Do SDB parameters during REM and NREM sleep differ by race and ethnicity or sex in community-dwelling older adults?.

Methods

The Dormir Study conducted a comprehensive sleep examination among eligible participants enrolled in the ongoing community-based Health and Aging Brain Study-Health Disparities (HABS-HD) cohort (2020-4), among Black, MA, and NHW adults aged 50 years and older. Here we characterize racial and ethnic and sex differences in SDB indices assessed by an FDA-approved Peripheral Arterial Tonometry (PAT)-based home sleep testing system.

Results

We examined 821 participants, including 543 (66.1%) women, and 284 (34.6%) MA and 174 (21.2%) Black individuals, with a mean age of 66.6±8.5 years. Around half (50.5%) of the participants had moderate to severe SDB as defined by the respiratory event index (REI based on 3% desaturations) of ≥15/ hour, 72.7% with moderate to severe REM SDB (REM-REI ≥ 15/hour) and 39.5% with moderate to severe NREM SDB (NREM-REI ≥15/hour). The prevalence of SDB did not differ by race or sex. However, significant racial and ethnic and sex differences were observed for REM-specific SDB metrics. Overall, Black women had the highest REM REI, and NHW men had the lowest REM REI and REM ODI. After controlling for age, sex, education, income, employment status, cognitive status, BMI, history of hypertension, diabetes, stroke, and coronary heart disease, and sleep medication use, Black participants had a REM-REI that was 3 events per hour higher than that of NHW adults, while NREM-REI were similar.
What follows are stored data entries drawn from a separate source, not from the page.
use std::time::{Duration, Instant};

/// Measures a named task and reports it through `tracing` at debug level.
pub struct TaskTimer {
    start_time: Instant,
    task_name: &'static str,
}

impl TaskTimer {
    pub fn new(task_name: &'static str) -> Self {
        tracing::debug!(task = task_name, "task started");
        Self {
            start_time: Instant::now(),
            task_name,
        }
    }

    /// `items` is how many things the task processed (spans, rows...), logged next to the time.
    pub fn stop(self, items: usize) -> Duration {
        let elapsed = self.start_time.elapsed();
        tracing::debug!(
            task = self.task_name,
            items,
            elapsed_ms = elapsed.as_secs_f64() * 1000.0,
            "task finished"
        );
        elapsed
    }
}
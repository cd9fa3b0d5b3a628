use std::collections::BTreeMap;
use std::path::PathBuf;

use anyhow::{anyhow, Result};

use crate::store::ViewState;

/// How many traces keep their view preferences. The least recently saved ones are dropped.
const MAX_REMEMBERED_TRACES: usize = 200;

/// Persistent data structure that holds view preferences of previously opened traces.
/// If the data structure changes, it should be versioned to maintain compatibility with data saved
/// using older versions of traceview.
#[derive(Debug, Clone, serde::Serialize, serde::Deserialize)]
pub enum PersistentData {
    V1(PersistentDataV1),
}

impl Default for PersistentData {
    fn default() -> Self {
        PersistentData::V1(PersistentDataV1::default())
    }
}

#[derive(Debug, Clone, Default, serde::Serialize, serde::Deserialize)]
pub struct PersistentDataV1 {
    /// Zoom used for traces that were never opened before.
    last_zoom: Option<f64>,
    /// Trace key -> preferences
    traces: BTreeMap<String, RememberedView>,
    /// Bumped on every save, used to find the least recently saved traces.
    save_counter: u64,
}

#[derive(Debug, Clone, serde::Serialize, serde::Deserialize)]
struct RememberedView {
    state: ViewState,
    saved_at: u64,
}

impl PersistentData {
    fn latest(&mut self) -> &mut PersistentDataV1 {
        match self {
            PersistentData::V1(data) => data,
        }
    }

    /// Preferences saved for `trace_key`, or just the last zoom for a trace seen for the first
    /// time.
    pub fn view_state(&self, trace_key: &str) -> Option<ViewState> {
        let PersistentData::V1(data) = self;
        match data.traces.get(trace_key) {
            Some(remembered) => Some(remembered.state.clone()),
            None => data.last_zoom.map(|zoom| ViewState {
                zoom,
                ..ViewState::default()
            }),
        }
    }

    pub fn remember(&mut self, trace_key: &str, state: ViewState) {
        let data = self.latest();
        data.save_counter += 1;
        data.last_zoom = Some(state.zoom);
        data.traces.insert(
            trace_key.to_string(),
            RememberedView {
                state,
                saved_at: data.save_counter,
            },
        );

        while data.traces.len() > MAX_REMEMBERED_TRACES {
            let oldest = data
                .traces
                .iter()
                .min_by_key(|(_, view)| view.saved_at)
                .map(|(key, _)| key.clone());
            match oldest {
                Some(key) => data.traces.remove(&key),
                None => break,
            };
        }
    }
}

/// Location of the persistent data file.
#[derive(Debug, Clone)]
pub struct PersistentStorage {
    folder: PathBuf,
}

impl PersistentStorage {
    pub fn new(folder: impl Into<PathBuf>) -> PersistentStorage {
        PersistentStorage {
            folder: folder.into(),
        }
    }

    /// The platform data directory, e.g. `~/.local/share/traceview` on Linux.
    pub fn default_location() -> Result<PersistentStorage> {
        let dirs = directories::ProjectDirs::from("org", "traceview", "traceview")
            .ok_or_else(|| anyhow!("no home directory, cannot store persistent data"))?;
        Ok(PersistentStorage::new(dirs.data_dir()))
    }

    pub fn save(&self, data: &PersistentData) -> Result<()> {
        let persistent_data_file = self.persistent_data_file_path();
        tracing::debug!(
            "Writing persistent data to {}",
            persistent_data_file.display()
        );

        // Create the directory if it doesn't exist
        std::fs::create_dir_all(&self.folder)?;

        // First write the data to a temporary file
        let write_file_path = self.temporary_write_file_path();
        let mut file = std::fs::File::create(&write_file_path)?;
        serde_json::to_writer_pretty(&mut file, &data)?;
        file.sync_all()?;

        // Then move the temporary file to the final location
        // Makes things more robust against crashes
        std::fs::rename(&write_file_path, persistent_data_file)?;

        Ok(())
    }

    pub fn load(&self) -> Result<PersistentData> {
        let path = self.persistent_data_file_path();
        tracing::debug!("Reading persistent data from {}", path.display());
        if !path.try_exists()? {
            tracing::info!("No persistent data found, using defaults");
            return Ok(PersistentData::default());
        }
        let file = std::fs::File::open(&path)?;
        let data: PersistentData = serde_json::from_reader(file)?;
        Ok(data)
    }

    fn persistent_data_file_path(&self) -> PathBuf {
        self.folder.join("persistent_data.json")
    }

    fn temporary_write_file_path(&self) -> PathBuf {
        let random_number: u64 = rand::random();
        self.folder
            .join(format!("temporary_persistent_data{}.json", random_number))
    }
}

#[cfg(test)]
mod tests {
    use std::collections::BTreeSet;

    use super::*;

    #[test]
    fn round_trip_through_disk() {
        let dir = tempfile::tempdir().unwrap();
        let storage = PersistentStorage::new(dir.path().join("nested"));

        let mut data = storage.load().unwrap();
        assert!(data.view_state("trace").is_none());

        data.remember(
            "trace",
            ViewState {
                zoom: 2.5,
                collapsed: BTreeSet::from(["a".to_string()]),
            },
        );
        storage.save(&data).unwrap();

        let loaded = storage.load().unwrap();
        let state = loaded.view_state("trace").unwrap();
        assert_eq!(state.zoom, 2.5);
        assert!(state.collapsed.contains("a"));

        // Unknown traces start with the last zoom and nothing collapsed
        let other = loaded.view_state("other").unwrap();
        assert_eq!(other.zoom, 2.5);
        assert!(other.collapsed.is_empty());
    }

    #[test]
    fn oldest_traces_are_forgotten() {
        let mut data = PersistentData::default();
        for i in 0..(MAX_REMEMBERED_TRACES + 5) {
            data.remember(&format!("trace-{i}"), ViewState::default());
        }
        assert!(data.view_state("trace-0").unwrap().collapsed.is_empty());
        let PersistentData::V1(inner) = &data;
        assert_eq!(inner.traces.len(), MAX_REMEMBERED_TRACES);
        assert!(!inner.traces.contains_key("trace-0"));
        assert!(inner.traces.contains_key(&format!("trace-{}", MAX_REMEMBERED_TRACES + 4)));
    }
}
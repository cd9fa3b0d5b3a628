use std::collections::BTreeMap;

use chrono::{DateTime, NaiveDateTime};

/// Seconds since epoch
pub type TimePoint = f64;

pub type SpanId = String;

pub const MILLISECONDS_PER_SECOND: f64 = 1000.0;

pub fn time_point_from_unix_nano(unix_nano: u64) -> TimePoint {
    unix_nano as f64 / 1_000_000_000.0
}

/// Parses an ISO-8601 timestamp. Timestamps without an offset are read as UTC.
pub fn time_point_from_iso8601(value: &str) -> Option<TimePoint> {
    let value = value.trim();
    if let Ok(date_time) = DateTime::parse_from_rfc3339(value) {
        return Some(date_time_to_time_point(
            date_time.timestamp(),
            date_time.timestamp_subsec_nanos(),
        ));
    }
    let naive = NaiveDateTime::parse_from_str(value, "%Y-%m-%dT%H:%M:%S%.f")
        .or_else(|_| NaiveDateTime::parse_from_str(value, "%Y-%m-%d %H:%M:%S%.f"))
        .ok()?;
    let utc = naive.and_utc();
    Some(date_time_to_time_point(utc.timestamp(), utc.timestamp_subsec_nanos()))
}

fn date_time_to_time_point(seconds: i64, nanos: u32) -> TimePoint {
    seconds as f64 + nanos as f64 / 1_000_000_000.0
}

pub fn time_point_to_utc_string(time: TimePoint) -> String {
    let date_time = DateTime::from_timestamp_nanos((time * 1e9) as i64);
    date_time.format("%Y-%m-%d %H:%M:%S%.3f").to_string()
}

/// Human readable duration, milliseconds below one second.
pub fn format_duration(seconds: TimePoint) -> String {
    if seconds.abs() < 1.0 {
        format!("{:.1}ms", seconds * MILLISECONDS_PER_SECOND)
    } else {
        format!("{:.2}s", seconds)
    }
}

/// Category of a span. Only used for colouring and labels, never for layout.
#[derive(
    Debug, Clone, Copy, PartialEq, Eq, Hash, Default, serde::Serialize, serde::Deserialize,
)]
#[serde(rename_all = "SCREAMING_SNAKE_CASE")]
pub enum SpanType {
    Llm,
    Tool,
    Executor,
    Evaluator,
    Evaluation,
    HumanEvaluator,
    Pipeline,
    #[default]
    #[serde(other)]
    Default,
}

impl SpanType {
    pub fn label(&self) -> &'static str {
        match self {
            SpanType::Default => "DEFAULT",
            SpanType::Llm => "LLM",
            SpanType::Tool => "TOOL",
            SpanType::Executor => "EXECUTOR",
            SpanType::Evaluator => "EVALUATOR",
            SpanType::Evaluation => "EVALUATION",
            SpanType::HumanEvaluator => "HUMAN_EVALUATOR",
            SpanType::Pipeline => "PIPELINE",
        }
    }

    pub fn from_label(label: &str) -> SpanType {
        match label.trim().to_ascii_uppercase().as_str() {
            "LLM" => SpanType::Llm,
            "TOOL" => SpanType::Tool,
            "EXECUTOR" => SpanType::Executor,
            "EVALUATOR" => SpanType::Evaluator,
            "EVALUATION" => SpanType::Evaluation,
            "HUMAN_EVALUATOR" => SpanType::HumanEvaluator,
            "PIPELINE" => SpanType::Pipeline,
            _ => SpanType::Default,
        }
    }
}

#[derive(Debug, Clone, Copy, PartialEq, Eq, Hash)]
pub enum SpanStatus {
    Ok,
    Error,
}

impl SpanStatus {
    /// Anything mentioning "error" marks the span as failed.
    pub fn from_label(label: &str) -> SpanStatus {
        if label.to_ascii_lowercase().contains("error") {
            SpanStatus::Error
        } else {
            SpanStatus::Ok
        }
    }
}

#[derive(Debug, Clone, PartialEq)]
pub struct Span {
    pub span_id: SpanId,
    pub parent_span_id: Option<SpanId>,
    pub name: String,
    pub start_time: TimePoint,
    /// For pending spans this is only the latest known time, usually equal to `start_time`.
    pub end_time: TimePoint,
    pub span_type: SpanType,
    pub status: Option<SpanStatus>,
    /// Names from the root down to this span.
    pub path: Vec<String>,
    pub attributes: BTreeMap<String, serde_json::Value>,

    /// Tree view state, never touched by the timeline layout.
    pub collapsed: bool,
    /// The span's data hasn't fully arrived yet. Rendered, but not interactive.
    pub pending: bool,
}

impl Span {
    pub fn new(
        span_id: impl Into<SpanId>,
        parent_span_id: Option<SpanId>,
        name: impl Into<String>,
        start_time: TimePoint,
        end_time: TimePoint,
    ) -> Span {
        let name = name.into();
        Span {
            span_id: span_id.into(),
            parent_span_id,
            path: vec![name.clone()],
            name,
            start_time,
            end_time: end_time.max(start_time),
            span_type: SpanType::Default,
            status: None,
            attributes: BTreeMap::new(),
            collapsed: false,
            pending: false,
        }
    }

    pub fn duration(&self) -> TimePoint {
        self.end_time - self.start_time
    }

    pub fn is_error(&self) -> bool {
        self.status == Some(SpanStatus::Error)
    }

    /// Path segments used to group spans, falls back to the name for spans without a path.
    /// Segments are kept apart so names containing dots can't collide with deeper paths.
    pub fn path_key(&self) -> Vec<String> {
        if self.path.is_empty() {
            vec![self.name.clone()]
        } else {
            self.path.clone()
        }
    }
}

pub fn value_to_text(value: &serde_json::Value) -> String {
    match value {
        serde_json::Value::Null => "empty".to_string(),
        serde_json::Value::String(s) => s.clone(),
        other => other.to_string(),
    }
}

#[cfg(test)]
mod tests {
    use super::*;

    #[test]
    fn parses_iso8601_with_and_without_offset() {
        let with_offset = time_point_from_iso8601("2024-05-01T12:00:00.250Z").unwrap();
        let without_offset = time_point_from_iso8601("2024-05-01T12:00:00.250").unwrap();
        assert_eq!(with_offset, without_offset);
        assert_eq!(with_offset, 1714564800.25);

        let shifted = time_point_from_iso8601("2024-05-01T14:00:00+02:00").unwrap();
        assert_eq!(shifted, 1714564800.0);

        assert!(time_point_from_iso8601("yesterday").is_none());
    }

    #[test]
    fn unknown_span_types_fall_back_to_default() {
        let parsed: SpanType = serde_json::from_str("\"LLM\"").unwrap();
        assert_eq!(parsed, SpanType::Llm);
        let unknown: SpanType = serde_json::from_str("\"SOMETHING_NEW\"").unwrap();
        assert_eq!(unknown, SpanType::Default);
        assert_eq!(SpanType::from_label("human_evaluator"), SpanType::HumanEvaluator);
    }

    #[test]
    fn duration_formatting() {
        assert_eq!(format_duration(0.0125), "12.5ms");
        assert_eq!(format_duration(2.5), "2.50s");
    }
}
//! Grouping of spans that share the same call path.
//!
//! Loops in agent code produce many spans with an identical path (`agent > step > tool`), one
//! per iteration. Grouping them by path lets the views show a single `tool (×3)` entry and the
//! time segments during which any of them was active.

use std::collections::BTreeMap;

use crate::types::{Span, TimePoint};

/// Maps each path key to the spans sharing it, in input order.
pub fn group_by_path(spans: &[Span]) -> BTreeMap<Vec<String>, Vec<&Span>> {
    let mut groups: BTreeMap<Vec<String>, Vec<&Span>> = BTreeMap::new();
    for span in spans {
        groups.entry(span.path_key()).or_default().push(span);
    }
    groups
}

#[derive(Debug, Clone, PartialEq)]
pub struct PathGroup {
    pub key: Vec<String>,
    /// Indexes into the span slice the groups were built from, in input order.
    pub members: Vec<usize>,
    /// Disjoint, sorted intervals during which at least one member was running.
    pub active_segments: Vec<(TimePoint, TimePoint)>,
}

impl PathGroup {
    pub fn len(&self) -> usize {
        self.members.len()
    }

    pub fn is_empty(&self) -> bool {
        self.members.is_empty()
    }

    pub fn is_repeated(&self) -> bool {
        self.members.len() > 1
    }

    /// Last path segment, with the repetition count for repeated paths: `toolCall (×3)`.
    pub fn display_name(&self) -> String {
        let base = self.key.last().map(String::as_str).unwrap_or_default();
        if self.is_repeated() {
            format!("{base} (×{})", self.members.len())
        } else {
            base.to_string()
        }
    }

    /// Time during which at least one member was running.
    pub fn active_duration(&self) -> TimePoint {
        self.active_segments
            .iter()
            .map(|(start, end)| end - start)
            .sum()
    }
}

#[derive(Debug, Clone, Default)]
pub struct PathGroups {
    groups: BTreeMap<Vec<String>, PathGroup>,
}

impl PathGroups {
    pub fn new(spans: &[Span]) -> PathGroups {
        let mut members_by_key: BTreeMap<Vec<String>, Vec<usize>> = BTreeMap::new();
        for (i, span) in spans.iter().enumerate() {
            members_by_key.entry(span.path_key()).or_default().push(i);
        }

        let groups = members_by_key
            .into_iter()
            .map(|(key, members)| {
                let active_segments = merge_segments(
                    members
                        .iter()
                        .map(|&i| (spans[i].start_time, spans[i].end_time))
                        .collect(),
                );
                let group = PathGroup {
                    key: key.clone(),
                    members,
                    active_segments,
                };
                (key, group)
            })
            .collect();

        PathGroups { groups }
    }

    pub fn get(&self, key: &[String]) -> Option<&PathGroup> {
        self.groups.get(key)
    }

    pub fn group_of(&self, span: &Span) -> Option<&PathGroup> {
        self.groups.get(&span.path_key())
    }

    pub fn repeated(&self) -> impl Iterator<Item = &PathGroup> {
        self.groups.values().filter(|group| group.is_repeated())
    }

    pub fn len(&self) -> usize {
        self.groups.len()
    }

    pub fn is_empty(&self) -> bool {
        self.groups.is_empty()
    }
}

/// Merges overlapping or touching intervals.
pub fn merge_segments(
    mut raw_segments: Vec<(TimePoint, TimePoint)>,
) -> Vec<(TimePoint, TimePoint)> {
    raw_segments.sort_by(|a, b| a.0.total_cmp(&b.0));

    let mut merged: Vec<(TimePoint, TimePoint)> = Vec::new();
    for (start, end) in raw_segments {
        if let Some(last) = merged.last_mut() {
            if start <= last.1 {
                last.1 = last.1.max(end);
                continue;
            }
        }
        merged.push((start, end));
    }
    merged
}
MA individuals had similar REM or NREM SDB parameters compared to NHW adults but exhibited higher average blood oxygen levels.

Conclusions

In this community-based cohort of middle- to older-aged NHW, MA, and Black adults, PAT-based measures of in-home sleep indicate a higher prevalence of REM SDB in Black adults, particularly Black women, compared to their NHW counterparts; this contrasts with the similar NREM parameters observed across racial and ethnic groups. Given the close link between REM SDB and adverse health outcomes, clinicians should pay more attention to this sleep apnea phenotype, especially in minoritized populations.